JAX-RS provides facilities for obtaining and processing information about the application deployment context and the context of individual requests. Such information is available to application classes, root resource classes and providers. Context is specific to a particular request but instances of certain JAX-RS components may need to support multiple concurrent requests.

The specification defines several injectable interfaces:

The instance of the application-supplied Application subclass can be injected by the JAX-RS container into a class field or method parameter using the @Context annotation. Access to the Application subclass instance allows configuration information to be centralized in that class.

The instance of the application-supplied Application subclass cannot be injected into the Application subclass itself since this would create a circular dependency.

An instance of UriInfo can be injected by the JAX-RS container into a class field or method parameter using the @Context annotation. The UriInfo interface provides both static and dynamic, per-request information, about the components of a request URI.

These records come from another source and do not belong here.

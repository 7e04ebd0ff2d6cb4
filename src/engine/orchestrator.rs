// ==========================================
// 周度内容排期引擎 - 引擎编排器
// ==========================================
// 用途: 按固定顺序串联五个引擎，完成单账号一周排期
// 顺序: 体量解析 → 配额分配 → 时段落位 → 文案匹配 → 排期校验
// 说明: 单账号流程单线程、确定性；全部输入来自一次性快照
// ==========================================

use crate::config::settings::ScheduleSettings;
use crate::config::tier_table::VolumeTierTable;
use crate::domain::caption::{CaptionAssignment, CaptionRecord};
use crate::domain::report::{ValidationReport, ViolationCode};
use crate::domain::schedule::{ScheduledItem, WeeklyStrategyMetadata};
use crate::domain::send_type::SendTypeCatalog;
use crate::domain::types::{ContentTier, ValidationStatus};
use crate::domain::volume::{AccountProfile, PerformanceSignals, VolumeConfig};
use crate::domain::warning::ScheduleWarning;
use crate::engine::allocator::SlotAllocator;
use crate::engine::caption_matcher::CaptionMatcher;
use crate::engine::context::RunContext;
use crate::engine::strategy::build_weekly_strategy;
use crate::engine::time_slot::TimeSlotScheduler;
use crate::engine::validator::{ScheduleValidator, ValidationInput};
use crate::engine::volume::VolumeConfigResolver;
use crate::error::{EngineResult, ScheduleError};
use chrono::{DateTime, NaiveDate, Utc};
use serde::{Deserialize, Serialize};
use std::collections::{HashMap, HashSet};
use std::sync::Arc;
use tracing::{debug, info, instrument};
use uuid::Uuid;

// ==========================================
// AccountSnapshot - 单账号输入快照
// ==========================================
// 运行期间只读
#[derive(Debug, Clone, Serialize, Deserialize)]
pub struct AccountSnapshot {
    pub profile: AccountProfile,
    pub signals: PerformanceSignals,
    pub week_start: NaiveDate,

    /// 发送类型历史表现（缺失则均匀加权）
    #[serde(default)]
    pub send_type_performance: HashMap<String, f64>,

    pub captions: Vec<CaptionRecord>,

    /// 有效活动对应的发送类型键
    #[serde(default)]
    pub active_campaigns: HashSet<String>,
}

impl AccountSnapshot {
    pub fn account_id(&self) -> &str {
        &self.profile.account_id
    }
}

// ==========================================
// WeeklySchedule - 单账号周度排期结果
// ==========================================

#[derive(Debug, Clone, Serialize, Deserialize)]
pub struct WeeklySchedule {
    pub run_id: Uuid,
    pub account_id: String,
    pub week_start: NaiveDate,
    pub generated_at: DateTime<Utc>,

    // 体量解析输出
    pub volume: VolumeConfig,

    // 时段落位输出（按日期、时间排序）
    pub items: Vec<ScheduledItem>,

    // 文案匹配输出（与 items 一一对应）
    pub assignments: Vec<CaptionAssignment>,

    // 每日策略标签
    pub strategy: Vec<WeeklyStrategyMetadata>,

    // 校验输出
    pub report: ValidationReport,

    // 可恢复告警
    pub warnings: Vec<ScheduleWarning>,

    /// 被引用的 AVOID 档文案（正常情况下为空）
    #[serde(default)]
    pub avoid_caption_ids: Vec<String>,
}

impl WeeklySchedule {
    pub fn is_rejected(&self) -> bool {
        self.report.status == ValidationStatus::Rejected
    }

    pub fn manual_required_count(&self) -> usize {
        self.assignments.iter().filter(|a| a.is_manual_required()).count()
    }

    /// 交给外部持久化前的闸门：REJECTED 不得转发
    pub fn into_persistable(self) -> EngineResult<Self> {
        if !self.is_rejected() {
            return Ok(self);
        }
        if self.report.has_violation(ViolationCode::AvoidTierAssigned) {
            return Err(ScheduleError::AvoidTierViolation {
                caption_id: self.avoid_caption_ids.join(","),
            });
        }
        Err(ScheduleError::ValidationRejection {
            score: self.report.score,
            violations: self.report.violation_messages(),
        })
    }
}

// ==========================================
// ScheduleOrchestrator - 引擎编排器
// ==========================================

pub struct ScheduleOrchestrator {
    resolver: VolumeConfigResolver,
    allocator: SlotAllocator,
    time_slots: TimeSlotScheduler,
    matcher: CaptionMatcher,
    validator: ScheduleValidator,
}

impl ScheduleOrchestrator {
    /// 创建编排器
    ///
    /// # 参数
    /// - catalog: 发送类型分类表（只读共享）
    /// - tier_table: 体量档位表（只读共享）
    /// - settings: 本次运行参数快照
    pub fn new(
        catalog: Arc<SendTypeCatalog>,
        tier_table: Arc<VolumeTierTable>,
        settings: ScheduleSettings,
    ) -> EngineResult<Self> {
        settings.validate()?;
        Ok(Self {
            resolver: VolumeConfigResolver::new(tier_table),
            allocator: SlotAllocator::new(catalog.clone()),
            time_slots: TimeSlotScheduler::new(catalog.clone(), &settings),
            matcher: CaptionMatcher::new(settings),
            validator: ScheduleValidator::new(catalog),
        })
    }

    /// 使用固定种子执行
    pub fn generate_seeded(
        &self,
        snapshot: &AccountSnapshot,
        seed: u64,
    ) -> EngineResult<WeeklySchedule> {
        let mut ctx = RunContext::seeded(seed);
        self.generate(snapshot, &mut ctx)
    }

    /// 执行完整排期流程（单账号一周）
    #[instrument(
        skip_all,
        fields(account_id = %snapshot.profile.account_id, week_start = %snapshot.week_start)
    )]
    pub fn generate(
        &self,
        snapshot: &AccountSnapshot,
        ctx: &mut RunContext,
    ) -> EngineResult<WeeklySchedule> {
        info!(
            account_size = snapshot.profile.account_size,
            page_type = %snapshot.profile.page_type,
            captions = snapshot.captions.len(),
            campaigns = snapshot.active_campaigns.len(),
            "开始执行周度排期"
        );

        // ==========================================
        // 步骤1: 体量解析
        // ==========================================
        let volume = self
            .resolver
            .resolve(&snapshot.profile, &snapshot.signals, snapshot.week_start)?;
        debug!(tier = %volume.tier, weekly_total = volume.weekly_total(), "步骤1: 体量解析完成");

        // ==========================================
        // 步骤2: 配额分配
        // ==========================================
        let week = self.allocator.allocate_week(
            &volume,
            &snapshot.send_type_performance,
            &snapshot.active_campaigns,
            ctx,
        );

        // ==========================================
        // 步骤3: 时段落位
        // ==========================================
        let items = self.time_slots.schedule_week(week, ctx);

        // ==========================================
        // 步骤4: 文案匹配
        // ==========================================
        let assignments = self.matcher.match_week(&items, &snapshot.captions, &volume, ctx)?;

        // ==========================================
        // 步骤5: 策略标签 + 排期校验
        // ==========================================
        let dates: Vec<NaiveDate> = volume.daily.iter().map(|d| d.date).collect();
        let strategy = build_weekly_strategy(&dates, &items, ctx);

        let report = self.validator.validate(&ValidationInput {
            items: &items,
            assignments: &assignments,
            captions: &snapshot.captions,
            strategy: &strategy,
            page_type: volume.page_type,
            confidence: volume.confidence,
        });

        let avoid_caption_ids = avoid_ids(&assignments, &snapshot.captions);
        let warnings = ctx.take_warnings();

        info!(
            items = items.len(),
            manual_required = assignments.iter().filter(|a| a.is_manual_required()).count(),
            warnings = warnings.len(),
            status = %report.status,
            score = report.score,
            "周度排期完成"
        );

        Ok(WeeklySchedule {
            run_id: Uuid::new_v4(),
            account_id: snapshot.profile.account_id.clone(),
            week_start: snapshot.week_start,
            generated_at: Utc::now(),
            volume,
            items,
            assignments,
            strategy,
            report,
            warnings,
            avoid_caption_ids,
        })
    }
}

fn avoid_ids(assignments: &[CaptionAssignment], captions: &[CaptionRecord]) -> Vec<String> {
    let avoid: HashSet<&str> = captions
        .iter()
        .filter(|c| c.tier == ContentTier::Avoid)
        .map(|c| c.caption_id.as_str())
        .collect();
    assignments
        .iter()
        .filter_map(|a| a.caption_id.as_deref())
        .filter(|id| avoid.contains(id))
        .map(str::to_string)
        .collect()
}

An instance of HttpHeaders can be injected by the JAX-RS into a class field or method parameter using the @Context annotation. The HttpHeaders interface provides access to request header information either in map form or via strongly typed convenience methods.

JAX-RS simplifies support for content negotiation and preconditions using the Request interface. An instance of Request can be injected by the JAX-RS container into a class field or method parameter using the @Context annotation.

The Providers interface allows for lookup of provider instances based on a set of search criteria. An instance of Providers can be injected by the JAX-RS container into a class field or method parameter using the @Context annotation. This interface is expected to be primarily of interest to provider authors wishing to use other providers functionality.

JAXB

Java Architecture for XML Binding (JAXB) specification defines an XML-to-Java binding architecture that simplifies the development of web services by enabling transformations between schema and Java objects and between XML instance documents and Java object instances [3]. An XML schema defines the data elements and structure of an XML document. JAXB APIs and tools can be used to establish mappings between Java classes and XML schema. JAXB technology provides the tools that enable conversion of XML documents to and from Java objects. In addition, JAXB is supported by a variety of JSON-processing tools enabling mapping and conversion of JSON documents, as well. JAXB may be used for modeling RESTful web services resources which represent custom Java types in order to simplify the mapping between JSON/XML resource representations and Java objects and avoid the necessity of custom JAX-RS entity providers for serialization and deserialization.

Most commonly used JAXB annotations:

Maps a class or an enum type to an XML element. This annotation can be used with the following program elements: a top level class, an enum type. When a top level class or an enum type is annotated with the @XmlRootElement annotation, then its value is represented as XML element in an XML document.

Maps a JavaBean property to a XML element derived from property name. This annotation can be used with the following program elements: a JavaBean property, non static, non transient field within XmlElements. A JavaBean property, when annotated with @XmlElement annotation is mapped to a local element in the XML Schema complex type to which the containing class is mapped.

Maps a class or an enum type to a XML Schema type. This annotation can be used with the following program elements: a top level class, an enum type. A class maps to either a XML Schema complex type or a XML Schema simple type. The XML Schema type is derived based on the mapping of JavaBean properties and fields contained within the class. The schema type to which the class is mapped can either be named or anonymous. A class can be mapped to an anonymous schema type by annotating the class with @XmlType(name="").